[Dataset excerpts]
[Start of Attachment]

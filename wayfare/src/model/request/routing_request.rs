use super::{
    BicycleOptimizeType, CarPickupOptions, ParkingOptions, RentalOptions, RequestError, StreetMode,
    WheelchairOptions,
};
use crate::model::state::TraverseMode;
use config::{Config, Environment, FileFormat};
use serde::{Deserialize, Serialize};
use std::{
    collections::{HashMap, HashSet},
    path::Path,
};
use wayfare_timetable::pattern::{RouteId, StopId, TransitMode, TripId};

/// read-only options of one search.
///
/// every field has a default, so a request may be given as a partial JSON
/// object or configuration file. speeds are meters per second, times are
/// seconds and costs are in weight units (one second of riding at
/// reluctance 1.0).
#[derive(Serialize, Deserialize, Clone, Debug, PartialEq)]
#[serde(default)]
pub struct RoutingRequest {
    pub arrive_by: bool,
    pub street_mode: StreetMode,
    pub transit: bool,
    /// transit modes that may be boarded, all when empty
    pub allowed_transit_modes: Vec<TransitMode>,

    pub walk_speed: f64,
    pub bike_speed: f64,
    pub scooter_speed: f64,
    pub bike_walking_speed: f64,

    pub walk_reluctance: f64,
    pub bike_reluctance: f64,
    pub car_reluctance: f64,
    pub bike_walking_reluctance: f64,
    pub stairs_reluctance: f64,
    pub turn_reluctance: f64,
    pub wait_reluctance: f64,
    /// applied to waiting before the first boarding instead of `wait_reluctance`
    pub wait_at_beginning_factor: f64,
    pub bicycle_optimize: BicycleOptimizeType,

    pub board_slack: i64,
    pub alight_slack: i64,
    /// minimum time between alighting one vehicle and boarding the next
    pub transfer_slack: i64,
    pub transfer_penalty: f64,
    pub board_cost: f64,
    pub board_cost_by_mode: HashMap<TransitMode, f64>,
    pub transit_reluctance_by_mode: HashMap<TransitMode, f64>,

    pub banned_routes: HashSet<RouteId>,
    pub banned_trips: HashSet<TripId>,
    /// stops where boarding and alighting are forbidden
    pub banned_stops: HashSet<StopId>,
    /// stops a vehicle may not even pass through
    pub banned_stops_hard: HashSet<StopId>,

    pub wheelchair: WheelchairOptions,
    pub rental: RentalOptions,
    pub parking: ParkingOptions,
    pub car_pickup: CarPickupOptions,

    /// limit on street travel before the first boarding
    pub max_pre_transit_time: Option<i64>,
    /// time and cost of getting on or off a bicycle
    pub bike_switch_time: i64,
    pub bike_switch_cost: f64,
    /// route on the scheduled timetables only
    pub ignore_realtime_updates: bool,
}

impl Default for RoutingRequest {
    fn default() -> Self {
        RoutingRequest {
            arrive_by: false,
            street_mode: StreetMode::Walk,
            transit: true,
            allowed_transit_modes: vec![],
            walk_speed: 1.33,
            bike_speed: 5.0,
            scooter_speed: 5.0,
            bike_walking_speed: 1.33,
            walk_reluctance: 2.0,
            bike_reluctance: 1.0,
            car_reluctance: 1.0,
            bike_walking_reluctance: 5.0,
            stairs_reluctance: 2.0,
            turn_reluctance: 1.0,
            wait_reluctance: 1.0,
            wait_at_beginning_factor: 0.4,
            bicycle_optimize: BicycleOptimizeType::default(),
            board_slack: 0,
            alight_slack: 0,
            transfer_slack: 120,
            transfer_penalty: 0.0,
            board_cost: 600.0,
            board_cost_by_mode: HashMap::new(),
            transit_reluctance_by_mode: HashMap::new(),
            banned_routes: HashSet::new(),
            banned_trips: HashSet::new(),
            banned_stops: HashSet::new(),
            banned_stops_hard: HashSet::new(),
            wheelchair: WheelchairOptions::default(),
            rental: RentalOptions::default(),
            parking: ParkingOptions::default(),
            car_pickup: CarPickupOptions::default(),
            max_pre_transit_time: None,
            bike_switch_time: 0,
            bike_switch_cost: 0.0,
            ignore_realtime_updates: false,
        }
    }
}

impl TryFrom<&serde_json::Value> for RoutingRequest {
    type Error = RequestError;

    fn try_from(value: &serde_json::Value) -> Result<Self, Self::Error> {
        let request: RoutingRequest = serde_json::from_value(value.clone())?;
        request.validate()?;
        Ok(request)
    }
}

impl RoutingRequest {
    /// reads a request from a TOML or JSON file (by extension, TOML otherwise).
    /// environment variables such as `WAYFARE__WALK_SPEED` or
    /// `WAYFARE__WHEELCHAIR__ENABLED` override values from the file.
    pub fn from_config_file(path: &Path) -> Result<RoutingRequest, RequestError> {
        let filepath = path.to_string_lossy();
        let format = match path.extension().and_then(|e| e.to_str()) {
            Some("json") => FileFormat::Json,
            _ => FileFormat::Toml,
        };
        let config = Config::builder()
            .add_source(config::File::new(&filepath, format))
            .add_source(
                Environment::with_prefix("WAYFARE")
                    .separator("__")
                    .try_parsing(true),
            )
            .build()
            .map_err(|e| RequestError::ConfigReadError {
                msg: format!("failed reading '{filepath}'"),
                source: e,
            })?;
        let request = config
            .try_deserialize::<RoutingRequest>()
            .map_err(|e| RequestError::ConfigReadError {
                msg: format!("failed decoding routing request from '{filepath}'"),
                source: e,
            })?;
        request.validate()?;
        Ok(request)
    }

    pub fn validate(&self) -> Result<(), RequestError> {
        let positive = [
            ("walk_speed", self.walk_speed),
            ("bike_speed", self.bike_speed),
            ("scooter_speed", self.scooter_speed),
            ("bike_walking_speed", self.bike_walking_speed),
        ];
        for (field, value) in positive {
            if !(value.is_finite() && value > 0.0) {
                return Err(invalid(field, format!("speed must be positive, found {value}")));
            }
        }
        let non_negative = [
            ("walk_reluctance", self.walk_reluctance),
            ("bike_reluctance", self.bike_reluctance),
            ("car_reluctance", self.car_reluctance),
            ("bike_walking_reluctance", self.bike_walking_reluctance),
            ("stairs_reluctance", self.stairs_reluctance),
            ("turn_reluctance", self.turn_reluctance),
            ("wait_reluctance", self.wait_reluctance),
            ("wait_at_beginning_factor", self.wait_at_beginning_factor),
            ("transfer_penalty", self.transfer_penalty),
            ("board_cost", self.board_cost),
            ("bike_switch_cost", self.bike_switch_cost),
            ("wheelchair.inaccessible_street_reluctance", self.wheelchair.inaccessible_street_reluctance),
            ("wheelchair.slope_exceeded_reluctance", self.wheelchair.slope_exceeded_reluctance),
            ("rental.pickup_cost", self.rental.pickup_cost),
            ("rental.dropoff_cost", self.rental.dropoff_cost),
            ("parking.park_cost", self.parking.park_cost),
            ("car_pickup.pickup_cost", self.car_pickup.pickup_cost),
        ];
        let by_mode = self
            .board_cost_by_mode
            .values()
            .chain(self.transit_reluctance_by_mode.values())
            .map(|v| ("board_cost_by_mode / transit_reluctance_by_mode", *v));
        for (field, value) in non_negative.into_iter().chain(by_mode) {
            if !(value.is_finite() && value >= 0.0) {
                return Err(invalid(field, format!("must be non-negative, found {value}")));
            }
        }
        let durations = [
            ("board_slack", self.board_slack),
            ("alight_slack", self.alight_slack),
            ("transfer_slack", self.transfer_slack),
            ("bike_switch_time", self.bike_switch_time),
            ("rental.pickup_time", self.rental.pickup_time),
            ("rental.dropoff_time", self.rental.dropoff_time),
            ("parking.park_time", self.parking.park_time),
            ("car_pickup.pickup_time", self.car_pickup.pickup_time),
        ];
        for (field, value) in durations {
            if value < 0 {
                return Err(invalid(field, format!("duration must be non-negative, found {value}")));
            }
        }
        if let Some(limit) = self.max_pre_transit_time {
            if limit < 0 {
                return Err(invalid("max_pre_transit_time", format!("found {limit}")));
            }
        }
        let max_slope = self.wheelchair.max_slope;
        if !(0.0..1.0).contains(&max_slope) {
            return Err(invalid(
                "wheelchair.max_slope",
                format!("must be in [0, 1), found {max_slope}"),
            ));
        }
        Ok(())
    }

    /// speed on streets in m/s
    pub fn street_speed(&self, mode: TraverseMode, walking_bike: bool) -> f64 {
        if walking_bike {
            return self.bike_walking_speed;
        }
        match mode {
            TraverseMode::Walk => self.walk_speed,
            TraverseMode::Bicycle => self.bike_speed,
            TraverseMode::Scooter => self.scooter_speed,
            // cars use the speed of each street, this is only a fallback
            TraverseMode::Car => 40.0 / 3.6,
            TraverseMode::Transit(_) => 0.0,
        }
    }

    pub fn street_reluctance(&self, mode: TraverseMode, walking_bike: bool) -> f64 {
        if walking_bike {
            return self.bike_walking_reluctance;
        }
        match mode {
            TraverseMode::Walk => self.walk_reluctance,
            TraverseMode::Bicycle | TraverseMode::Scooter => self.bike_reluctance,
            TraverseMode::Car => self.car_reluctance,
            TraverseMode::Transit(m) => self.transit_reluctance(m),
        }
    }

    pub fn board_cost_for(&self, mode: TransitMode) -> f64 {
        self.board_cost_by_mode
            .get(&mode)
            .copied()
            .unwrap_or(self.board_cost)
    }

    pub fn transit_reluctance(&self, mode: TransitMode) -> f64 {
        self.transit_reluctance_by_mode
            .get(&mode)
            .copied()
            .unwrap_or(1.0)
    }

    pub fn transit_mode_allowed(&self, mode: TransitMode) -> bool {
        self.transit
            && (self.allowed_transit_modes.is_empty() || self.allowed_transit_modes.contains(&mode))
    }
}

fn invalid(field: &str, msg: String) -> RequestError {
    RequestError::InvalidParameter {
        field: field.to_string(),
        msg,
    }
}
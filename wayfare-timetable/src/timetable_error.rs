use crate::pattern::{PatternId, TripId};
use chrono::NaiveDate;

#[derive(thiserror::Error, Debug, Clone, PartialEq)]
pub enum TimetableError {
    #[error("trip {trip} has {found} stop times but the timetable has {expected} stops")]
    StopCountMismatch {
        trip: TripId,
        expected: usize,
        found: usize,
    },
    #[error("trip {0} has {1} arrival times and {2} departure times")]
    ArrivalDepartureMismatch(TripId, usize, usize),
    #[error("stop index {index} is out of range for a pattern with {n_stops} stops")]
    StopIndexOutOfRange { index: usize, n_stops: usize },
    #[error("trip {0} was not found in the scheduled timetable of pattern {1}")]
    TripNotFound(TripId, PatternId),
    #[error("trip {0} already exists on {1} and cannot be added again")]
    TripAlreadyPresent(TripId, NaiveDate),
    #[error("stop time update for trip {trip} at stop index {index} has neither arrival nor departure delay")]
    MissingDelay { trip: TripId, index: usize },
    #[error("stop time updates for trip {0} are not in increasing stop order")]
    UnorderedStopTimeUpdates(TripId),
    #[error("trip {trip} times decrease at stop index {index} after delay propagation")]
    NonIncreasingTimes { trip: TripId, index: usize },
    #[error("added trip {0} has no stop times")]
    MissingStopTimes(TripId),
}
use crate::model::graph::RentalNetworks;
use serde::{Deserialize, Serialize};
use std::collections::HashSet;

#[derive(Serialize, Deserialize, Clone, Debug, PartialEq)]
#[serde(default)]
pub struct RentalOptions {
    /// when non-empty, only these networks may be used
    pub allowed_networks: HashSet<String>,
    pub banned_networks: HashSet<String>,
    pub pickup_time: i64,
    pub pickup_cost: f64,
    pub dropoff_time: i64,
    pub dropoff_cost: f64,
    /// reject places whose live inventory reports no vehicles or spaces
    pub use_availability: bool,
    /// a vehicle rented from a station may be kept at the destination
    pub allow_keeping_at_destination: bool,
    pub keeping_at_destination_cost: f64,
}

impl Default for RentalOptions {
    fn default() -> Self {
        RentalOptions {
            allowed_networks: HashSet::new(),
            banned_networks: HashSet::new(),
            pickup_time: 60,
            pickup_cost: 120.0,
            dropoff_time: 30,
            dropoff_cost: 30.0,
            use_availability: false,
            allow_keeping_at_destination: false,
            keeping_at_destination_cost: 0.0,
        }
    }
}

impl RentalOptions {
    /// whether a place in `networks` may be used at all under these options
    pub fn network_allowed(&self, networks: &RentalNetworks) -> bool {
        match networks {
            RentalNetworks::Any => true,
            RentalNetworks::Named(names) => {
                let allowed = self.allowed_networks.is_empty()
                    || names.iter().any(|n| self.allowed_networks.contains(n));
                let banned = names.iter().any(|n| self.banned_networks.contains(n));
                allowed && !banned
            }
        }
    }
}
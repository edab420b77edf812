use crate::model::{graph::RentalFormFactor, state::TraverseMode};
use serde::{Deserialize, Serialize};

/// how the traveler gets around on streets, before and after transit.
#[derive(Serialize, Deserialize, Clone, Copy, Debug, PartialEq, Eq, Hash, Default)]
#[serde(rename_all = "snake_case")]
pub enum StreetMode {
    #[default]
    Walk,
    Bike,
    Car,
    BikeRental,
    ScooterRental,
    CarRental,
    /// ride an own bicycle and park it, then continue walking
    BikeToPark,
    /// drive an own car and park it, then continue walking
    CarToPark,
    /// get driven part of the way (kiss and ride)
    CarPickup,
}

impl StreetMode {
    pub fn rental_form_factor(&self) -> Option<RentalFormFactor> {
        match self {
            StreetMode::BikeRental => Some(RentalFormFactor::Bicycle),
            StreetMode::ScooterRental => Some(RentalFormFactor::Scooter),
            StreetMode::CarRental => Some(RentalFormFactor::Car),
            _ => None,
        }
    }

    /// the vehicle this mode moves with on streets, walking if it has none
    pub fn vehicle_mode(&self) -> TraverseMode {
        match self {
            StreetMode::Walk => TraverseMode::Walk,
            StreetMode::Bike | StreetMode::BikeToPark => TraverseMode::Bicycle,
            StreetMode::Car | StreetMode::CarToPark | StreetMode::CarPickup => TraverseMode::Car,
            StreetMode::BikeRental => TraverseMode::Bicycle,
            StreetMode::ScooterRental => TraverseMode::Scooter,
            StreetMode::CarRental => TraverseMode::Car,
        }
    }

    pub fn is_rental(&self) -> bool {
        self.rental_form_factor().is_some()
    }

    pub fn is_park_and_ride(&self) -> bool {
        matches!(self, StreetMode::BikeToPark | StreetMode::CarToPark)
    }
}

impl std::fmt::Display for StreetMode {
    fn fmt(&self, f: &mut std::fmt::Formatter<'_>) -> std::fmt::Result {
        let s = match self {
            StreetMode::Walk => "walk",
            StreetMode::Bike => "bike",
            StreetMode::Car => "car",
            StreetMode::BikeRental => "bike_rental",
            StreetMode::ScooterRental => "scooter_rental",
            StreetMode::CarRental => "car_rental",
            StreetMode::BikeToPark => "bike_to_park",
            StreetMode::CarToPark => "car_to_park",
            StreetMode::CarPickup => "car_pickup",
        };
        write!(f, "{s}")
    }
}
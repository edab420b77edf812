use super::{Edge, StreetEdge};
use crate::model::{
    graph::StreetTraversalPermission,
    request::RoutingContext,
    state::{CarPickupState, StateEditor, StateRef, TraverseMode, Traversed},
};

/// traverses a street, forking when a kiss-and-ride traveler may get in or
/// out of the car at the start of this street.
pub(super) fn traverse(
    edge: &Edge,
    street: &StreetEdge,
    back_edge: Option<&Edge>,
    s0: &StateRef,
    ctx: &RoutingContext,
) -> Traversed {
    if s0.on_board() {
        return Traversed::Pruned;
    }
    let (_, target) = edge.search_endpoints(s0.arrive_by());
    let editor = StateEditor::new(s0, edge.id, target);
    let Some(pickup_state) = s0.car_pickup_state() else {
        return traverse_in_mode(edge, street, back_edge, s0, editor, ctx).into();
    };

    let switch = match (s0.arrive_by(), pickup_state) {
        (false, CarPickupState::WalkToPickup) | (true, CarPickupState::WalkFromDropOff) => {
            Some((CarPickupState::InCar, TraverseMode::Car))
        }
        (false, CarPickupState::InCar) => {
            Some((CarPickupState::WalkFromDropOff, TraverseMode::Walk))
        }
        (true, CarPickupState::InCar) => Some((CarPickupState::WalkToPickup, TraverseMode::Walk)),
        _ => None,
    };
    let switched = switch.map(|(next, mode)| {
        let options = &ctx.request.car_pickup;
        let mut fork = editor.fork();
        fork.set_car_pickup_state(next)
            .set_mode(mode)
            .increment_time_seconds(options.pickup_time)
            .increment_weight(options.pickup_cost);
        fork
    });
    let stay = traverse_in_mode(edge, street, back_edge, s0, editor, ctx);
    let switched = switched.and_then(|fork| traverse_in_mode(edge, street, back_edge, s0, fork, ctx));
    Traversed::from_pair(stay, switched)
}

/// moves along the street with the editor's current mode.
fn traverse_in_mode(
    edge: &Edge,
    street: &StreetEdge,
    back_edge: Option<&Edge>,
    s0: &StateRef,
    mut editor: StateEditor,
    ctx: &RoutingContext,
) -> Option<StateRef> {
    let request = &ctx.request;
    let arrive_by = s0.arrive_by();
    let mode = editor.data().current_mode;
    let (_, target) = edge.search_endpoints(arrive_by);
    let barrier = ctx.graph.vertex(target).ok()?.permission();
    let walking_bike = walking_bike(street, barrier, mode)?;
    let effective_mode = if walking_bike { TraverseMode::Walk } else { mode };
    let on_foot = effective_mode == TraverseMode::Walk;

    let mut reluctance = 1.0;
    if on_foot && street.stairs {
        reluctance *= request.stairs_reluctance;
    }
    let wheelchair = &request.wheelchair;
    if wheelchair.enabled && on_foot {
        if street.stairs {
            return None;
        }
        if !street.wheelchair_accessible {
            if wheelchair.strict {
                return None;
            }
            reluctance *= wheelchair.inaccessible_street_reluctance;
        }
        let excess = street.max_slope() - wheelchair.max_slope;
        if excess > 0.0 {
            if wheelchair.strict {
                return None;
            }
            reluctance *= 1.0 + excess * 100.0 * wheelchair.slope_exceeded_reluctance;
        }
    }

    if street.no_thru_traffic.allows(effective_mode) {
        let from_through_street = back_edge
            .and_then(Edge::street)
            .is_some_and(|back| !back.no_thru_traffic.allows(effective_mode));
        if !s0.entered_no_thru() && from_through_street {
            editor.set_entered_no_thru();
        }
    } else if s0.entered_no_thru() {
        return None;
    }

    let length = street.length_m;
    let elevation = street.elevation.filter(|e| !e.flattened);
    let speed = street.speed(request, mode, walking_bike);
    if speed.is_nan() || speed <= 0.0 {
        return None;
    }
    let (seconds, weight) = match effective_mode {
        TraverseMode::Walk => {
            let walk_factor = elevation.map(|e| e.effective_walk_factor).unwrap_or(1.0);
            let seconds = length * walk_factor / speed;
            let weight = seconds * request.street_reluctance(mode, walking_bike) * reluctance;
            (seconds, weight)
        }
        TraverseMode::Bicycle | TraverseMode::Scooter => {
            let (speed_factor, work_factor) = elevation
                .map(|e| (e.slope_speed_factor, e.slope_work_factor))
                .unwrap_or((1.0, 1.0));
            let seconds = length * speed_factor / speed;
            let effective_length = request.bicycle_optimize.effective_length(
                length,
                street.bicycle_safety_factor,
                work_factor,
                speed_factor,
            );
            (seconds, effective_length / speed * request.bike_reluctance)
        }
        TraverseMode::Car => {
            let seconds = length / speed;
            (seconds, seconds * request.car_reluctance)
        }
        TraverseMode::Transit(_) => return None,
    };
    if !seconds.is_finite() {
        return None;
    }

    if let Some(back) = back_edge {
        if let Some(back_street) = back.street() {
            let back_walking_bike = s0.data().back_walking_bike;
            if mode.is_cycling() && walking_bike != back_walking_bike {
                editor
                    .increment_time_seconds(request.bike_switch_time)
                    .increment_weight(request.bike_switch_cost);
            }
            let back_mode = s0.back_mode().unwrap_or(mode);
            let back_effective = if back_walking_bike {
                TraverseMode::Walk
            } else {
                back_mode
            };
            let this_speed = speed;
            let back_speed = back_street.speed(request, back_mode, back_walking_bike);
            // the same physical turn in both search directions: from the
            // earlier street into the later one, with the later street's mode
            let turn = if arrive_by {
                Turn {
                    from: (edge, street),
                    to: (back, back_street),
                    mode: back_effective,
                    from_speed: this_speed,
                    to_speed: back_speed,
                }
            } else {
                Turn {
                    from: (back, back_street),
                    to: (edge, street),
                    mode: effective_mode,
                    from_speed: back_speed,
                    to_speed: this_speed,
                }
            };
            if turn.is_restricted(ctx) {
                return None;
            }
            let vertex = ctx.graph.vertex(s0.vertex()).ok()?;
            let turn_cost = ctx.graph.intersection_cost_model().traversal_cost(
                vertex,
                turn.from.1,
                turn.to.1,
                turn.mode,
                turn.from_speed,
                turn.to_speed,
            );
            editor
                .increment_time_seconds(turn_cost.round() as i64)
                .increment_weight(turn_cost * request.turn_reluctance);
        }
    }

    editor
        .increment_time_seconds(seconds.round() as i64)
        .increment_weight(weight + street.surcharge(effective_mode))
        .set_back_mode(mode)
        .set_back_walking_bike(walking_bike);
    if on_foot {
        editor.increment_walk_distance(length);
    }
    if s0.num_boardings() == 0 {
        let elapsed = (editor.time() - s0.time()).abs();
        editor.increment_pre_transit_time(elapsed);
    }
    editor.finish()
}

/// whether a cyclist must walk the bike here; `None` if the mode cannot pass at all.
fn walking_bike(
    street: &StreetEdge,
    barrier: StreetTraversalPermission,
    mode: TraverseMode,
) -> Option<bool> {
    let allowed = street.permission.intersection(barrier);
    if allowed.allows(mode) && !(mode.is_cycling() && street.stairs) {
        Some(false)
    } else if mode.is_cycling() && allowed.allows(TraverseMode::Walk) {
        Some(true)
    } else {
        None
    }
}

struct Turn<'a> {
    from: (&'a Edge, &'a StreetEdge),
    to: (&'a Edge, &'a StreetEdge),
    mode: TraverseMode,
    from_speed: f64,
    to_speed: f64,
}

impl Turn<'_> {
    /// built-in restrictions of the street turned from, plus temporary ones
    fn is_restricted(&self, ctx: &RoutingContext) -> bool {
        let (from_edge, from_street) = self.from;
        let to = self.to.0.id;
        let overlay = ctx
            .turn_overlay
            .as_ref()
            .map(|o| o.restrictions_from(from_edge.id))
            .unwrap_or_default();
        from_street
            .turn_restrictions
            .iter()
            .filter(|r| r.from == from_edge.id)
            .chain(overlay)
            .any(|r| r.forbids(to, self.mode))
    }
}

[End of Attachment]

## Aim of the task
Among the entries, how many lines include the word "collections"? Answer with only the number.

## Expected answer
2